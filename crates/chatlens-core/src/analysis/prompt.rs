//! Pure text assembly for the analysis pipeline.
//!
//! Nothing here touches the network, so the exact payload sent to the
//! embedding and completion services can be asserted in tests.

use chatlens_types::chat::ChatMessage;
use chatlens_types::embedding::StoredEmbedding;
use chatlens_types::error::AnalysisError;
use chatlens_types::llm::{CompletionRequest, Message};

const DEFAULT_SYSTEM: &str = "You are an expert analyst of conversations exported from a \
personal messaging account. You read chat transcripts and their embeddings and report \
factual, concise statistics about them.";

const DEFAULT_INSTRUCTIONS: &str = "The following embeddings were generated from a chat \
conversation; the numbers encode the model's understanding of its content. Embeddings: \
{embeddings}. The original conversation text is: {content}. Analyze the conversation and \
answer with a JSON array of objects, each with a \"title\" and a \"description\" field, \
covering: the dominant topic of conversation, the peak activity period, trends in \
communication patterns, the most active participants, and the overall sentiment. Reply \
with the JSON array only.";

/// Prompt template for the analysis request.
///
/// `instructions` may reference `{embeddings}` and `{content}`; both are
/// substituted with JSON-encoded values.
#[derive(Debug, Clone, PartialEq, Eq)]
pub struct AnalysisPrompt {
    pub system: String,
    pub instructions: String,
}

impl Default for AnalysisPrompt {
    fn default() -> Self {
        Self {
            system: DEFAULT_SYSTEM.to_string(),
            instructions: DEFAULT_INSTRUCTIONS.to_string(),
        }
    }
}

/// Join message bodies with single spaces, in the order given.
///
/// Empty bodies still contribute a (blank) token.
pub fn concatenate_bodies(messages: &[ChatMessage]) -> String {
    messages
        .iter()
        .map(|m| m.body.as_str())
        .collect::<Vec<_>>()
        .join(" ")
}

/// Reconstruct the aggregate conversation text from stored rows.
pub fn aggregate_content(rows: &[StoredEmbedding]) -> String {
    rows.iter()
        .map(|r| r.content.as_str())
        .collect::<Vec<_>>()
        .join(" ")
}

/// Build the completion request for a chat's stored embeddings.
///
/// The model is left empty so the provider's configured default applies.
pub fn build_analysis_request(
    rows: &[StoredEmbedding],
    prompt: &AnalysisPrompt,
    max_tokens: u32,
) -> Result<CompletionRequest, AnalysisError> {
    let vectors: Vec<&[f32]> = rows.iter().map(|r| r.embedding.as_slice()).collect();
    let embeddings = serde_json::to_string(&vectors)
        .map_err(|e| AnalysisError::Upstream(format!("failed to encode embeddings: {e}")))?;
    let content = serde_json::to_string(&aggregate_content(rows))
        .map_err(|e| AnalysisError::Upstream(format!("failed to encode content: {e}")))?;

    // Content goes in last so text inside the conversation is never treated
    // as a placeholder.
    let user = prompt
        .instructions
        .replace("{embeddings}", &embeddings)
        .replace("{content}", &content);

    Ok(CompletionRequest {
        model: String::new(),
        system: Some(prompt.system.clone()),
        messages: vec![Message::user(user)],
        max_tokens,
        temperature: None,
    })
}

------------------------------

[Problem to solve]
Read each line of the material, and wherever the word "Upstream" turns up, copy that line.

[Response box]
        .map_err(|e| AnalysisError::Upstream(format!("failed to encode embeddings: {e}")))?;
        .map_err(|e| AnalysisError::Upstream(format!("failed to encode content: {e}")))?;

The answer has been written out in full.